[Records drawn from a dataset]
#####
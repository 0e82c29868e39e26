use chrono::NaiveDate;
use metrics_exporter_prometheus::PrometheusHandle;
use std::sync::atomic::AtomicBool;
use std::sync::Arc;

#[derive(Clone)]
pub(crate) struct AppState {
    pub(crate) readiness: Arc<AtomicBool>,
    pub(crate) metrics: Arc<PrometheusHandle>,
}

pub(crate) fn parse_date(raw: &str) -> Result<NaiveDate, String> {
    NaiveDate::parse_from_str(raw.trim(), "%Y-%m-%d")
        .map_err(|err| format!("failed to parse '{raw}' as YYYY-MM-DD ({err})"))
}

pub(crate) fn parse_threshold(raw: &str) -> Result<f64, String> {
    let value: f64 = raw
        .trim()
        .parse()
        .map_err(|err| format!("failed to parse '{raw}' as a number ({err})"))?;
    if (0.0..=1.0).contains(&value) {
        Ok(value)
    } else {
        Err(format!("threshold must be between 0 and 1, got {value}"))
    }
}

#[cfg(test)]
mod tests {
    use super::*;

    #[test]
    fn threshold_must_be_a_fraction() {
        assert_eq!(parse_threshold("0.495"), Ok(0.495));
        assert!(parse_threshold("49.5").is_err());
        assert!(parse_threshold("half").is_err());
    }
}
#####
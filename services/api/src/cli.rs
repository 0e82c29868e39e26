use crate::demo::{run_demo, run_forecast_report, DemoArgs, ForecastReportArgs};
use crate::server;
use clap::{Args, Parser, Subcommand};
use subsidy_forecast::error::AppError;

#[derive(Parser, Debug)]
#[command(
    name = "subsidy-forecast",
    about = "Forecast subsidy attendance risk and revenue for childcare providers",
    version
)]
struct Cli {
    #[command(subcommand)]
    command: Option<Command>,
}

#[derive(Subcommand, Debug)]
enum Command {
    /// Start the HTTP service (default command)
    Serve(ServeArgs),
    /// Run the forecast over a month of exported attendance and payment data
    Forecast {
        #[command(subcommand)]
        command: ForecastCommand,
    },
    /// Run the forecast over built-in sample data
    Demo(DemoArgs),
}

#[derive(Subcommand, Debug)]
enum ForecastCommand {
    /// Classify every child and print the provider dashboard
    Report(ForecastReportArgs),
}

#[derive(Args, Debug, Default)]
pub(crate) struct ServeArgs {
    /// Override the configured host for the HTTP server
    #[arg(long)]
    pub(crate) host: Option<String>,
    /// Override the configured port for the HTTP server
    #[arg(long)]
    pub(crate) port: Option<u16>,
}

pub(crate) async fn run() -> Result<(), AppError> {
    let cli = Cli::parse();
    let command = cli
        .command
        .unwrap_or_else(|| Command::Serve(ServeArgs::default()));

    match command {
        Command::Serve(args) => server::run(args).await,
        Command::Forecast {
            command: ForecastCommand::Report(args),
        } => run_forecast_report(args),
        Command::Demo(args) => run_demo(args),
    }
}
#####
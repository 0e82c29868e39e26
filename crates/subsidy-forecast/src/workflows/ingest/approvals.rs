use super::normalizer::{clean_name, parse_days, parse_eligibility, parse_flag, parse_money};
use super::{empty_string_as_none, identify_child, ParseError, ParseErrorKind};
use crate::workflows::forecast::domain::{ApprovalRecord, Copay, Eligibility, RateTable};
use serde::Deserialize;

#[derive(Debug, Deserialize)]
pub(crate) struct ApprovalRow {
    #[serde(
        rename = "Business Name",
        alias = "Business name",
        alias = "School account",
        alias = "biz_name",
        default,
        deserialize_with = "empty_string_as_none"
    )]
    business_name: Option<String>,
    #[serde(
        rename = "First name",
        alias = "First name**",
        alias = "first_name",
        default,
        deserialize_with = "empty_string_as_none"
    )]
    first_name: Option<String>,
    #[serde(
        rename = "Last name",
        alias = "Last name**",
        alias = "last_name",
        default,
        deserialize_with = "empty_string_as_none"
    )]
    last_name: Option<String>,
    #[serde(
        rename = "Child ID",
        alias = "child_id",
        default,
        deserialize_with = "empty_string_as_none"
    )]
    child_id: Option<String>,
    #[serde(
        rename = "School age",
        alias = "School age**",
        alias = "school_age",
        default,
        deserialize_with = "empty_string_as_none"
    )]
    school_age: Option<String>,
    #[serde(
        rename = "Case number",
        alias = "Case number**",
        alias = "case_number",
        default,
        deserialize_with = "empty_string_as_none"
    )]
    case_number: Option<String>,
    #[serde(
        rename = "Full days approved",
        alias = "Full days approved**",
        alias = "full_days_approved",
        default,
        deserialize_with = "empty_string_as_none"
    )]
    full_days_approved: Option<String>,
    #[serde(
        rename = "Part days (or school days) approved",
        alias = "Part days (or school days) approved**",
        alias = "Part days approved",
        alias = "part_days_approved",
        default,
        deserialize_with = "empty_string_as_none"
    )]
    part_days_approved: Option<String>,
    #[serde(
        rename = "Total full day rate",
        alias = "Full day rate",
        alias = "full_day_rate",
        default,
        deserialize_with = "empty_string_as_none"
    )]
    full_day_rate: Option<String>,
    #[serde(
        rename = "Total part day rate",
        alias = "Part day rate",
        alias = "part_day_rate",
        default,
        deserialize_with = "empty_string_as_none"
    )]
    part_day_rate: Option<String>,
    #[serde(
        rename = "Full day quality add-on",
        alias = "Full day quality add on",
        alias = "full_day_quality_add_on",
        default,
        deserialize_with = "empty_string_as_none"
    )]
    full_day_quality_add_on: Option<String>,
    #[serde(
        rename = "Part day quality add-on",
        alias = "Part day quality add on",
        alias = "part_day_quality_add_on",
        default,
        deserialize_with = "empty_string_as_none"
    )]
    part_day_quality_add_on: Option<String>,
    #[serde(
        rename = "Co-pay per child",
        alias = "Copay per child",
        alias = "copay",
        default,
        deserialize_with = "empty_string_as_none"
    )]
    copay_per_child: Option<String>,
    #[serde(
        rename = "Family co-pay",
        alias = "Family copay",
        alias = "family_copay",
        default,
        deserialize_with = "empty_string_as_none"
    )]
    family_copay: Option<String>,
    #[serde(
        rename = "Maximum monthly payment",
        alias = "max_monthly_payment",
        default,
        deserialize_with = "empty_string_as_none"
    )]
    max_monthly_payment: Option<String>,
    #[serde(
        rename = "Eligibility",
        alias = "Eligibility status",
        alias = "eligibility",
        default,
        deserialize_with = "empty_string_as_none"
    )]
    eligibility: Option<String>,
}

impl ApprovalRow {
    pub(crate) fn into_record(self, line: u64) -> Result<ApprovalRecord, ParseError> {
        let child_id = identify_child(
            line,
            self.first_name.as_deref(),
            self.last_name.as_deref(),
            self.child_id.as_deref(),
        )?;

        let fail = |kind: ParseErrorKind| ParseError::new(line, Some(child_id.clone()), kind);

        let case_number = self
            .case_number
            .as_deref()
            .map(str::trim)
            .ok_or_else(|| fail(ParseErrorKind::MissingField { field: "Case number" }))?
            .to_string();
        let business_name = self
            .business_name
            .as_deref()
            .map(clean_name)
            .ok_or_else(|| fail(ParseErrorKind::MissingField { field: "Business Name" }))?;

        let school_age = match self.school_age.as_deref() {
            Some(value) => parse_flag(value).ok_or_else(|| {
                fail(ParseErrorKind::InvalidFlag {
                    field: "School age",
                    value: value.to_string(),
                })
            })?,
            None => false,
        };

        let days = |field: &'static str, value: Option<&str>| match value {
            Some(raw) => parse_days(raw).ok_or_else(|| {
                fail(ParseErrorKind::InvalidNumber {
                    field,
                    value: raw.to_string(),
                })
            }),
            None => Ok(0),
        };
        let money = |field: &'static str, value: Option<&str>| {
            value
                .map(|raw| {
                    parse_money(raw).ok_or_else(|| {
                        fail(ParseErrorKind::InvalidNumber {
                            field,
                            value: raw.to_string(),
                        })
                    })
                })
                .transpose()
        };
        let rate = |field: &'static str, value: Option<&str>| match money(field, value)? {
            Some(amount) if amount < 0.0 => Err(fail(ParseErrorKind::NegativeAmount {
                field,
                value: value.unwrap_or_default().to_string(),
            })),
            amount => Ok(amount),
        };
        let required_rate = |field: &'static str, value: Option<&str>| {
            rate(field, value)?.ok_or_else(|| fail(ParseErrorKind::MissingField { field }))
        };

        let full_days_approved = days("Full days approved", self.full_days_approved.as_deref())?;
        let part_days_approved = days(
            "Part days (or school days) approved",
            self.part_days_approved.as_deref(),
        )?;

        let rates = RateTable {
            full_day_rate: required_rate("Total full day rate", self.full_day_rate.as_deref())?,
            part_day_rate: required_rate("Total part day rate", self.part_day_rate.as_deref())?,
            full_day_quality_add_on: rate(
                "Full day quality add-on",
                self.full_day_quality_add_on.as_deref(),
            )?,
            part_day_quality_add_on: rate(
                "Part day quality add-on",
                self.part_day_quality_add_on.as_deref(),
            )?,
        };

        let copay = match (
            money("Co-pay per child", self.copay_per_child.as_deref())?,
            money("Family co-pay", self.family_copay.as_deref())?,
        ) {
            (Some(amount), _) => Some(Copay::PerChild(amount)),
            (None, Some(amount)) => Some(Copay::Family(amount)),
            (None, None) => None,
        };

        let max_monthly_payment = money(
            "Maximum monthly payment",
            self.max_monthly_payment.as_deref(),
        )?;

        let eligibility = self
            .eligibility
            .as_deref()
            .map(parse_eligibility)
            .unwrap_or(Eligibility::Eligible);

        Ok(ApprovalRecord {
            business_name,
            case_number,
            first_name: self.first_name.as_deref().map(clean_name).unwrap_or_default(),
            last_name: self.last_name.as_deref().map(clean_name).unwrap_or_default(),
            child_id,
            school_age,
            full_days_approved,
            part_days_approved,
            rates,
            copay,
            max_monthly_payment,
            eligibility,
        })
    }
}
#####
# Task instructions
All lines of the data that hold "server" need to be copied.

# Solution for this problem
use crate::server;
    /// Override the configured host for the HTTP server
    /// Override the configured port for the HTTP server
        Command::Serve(args) => server::run(args).await,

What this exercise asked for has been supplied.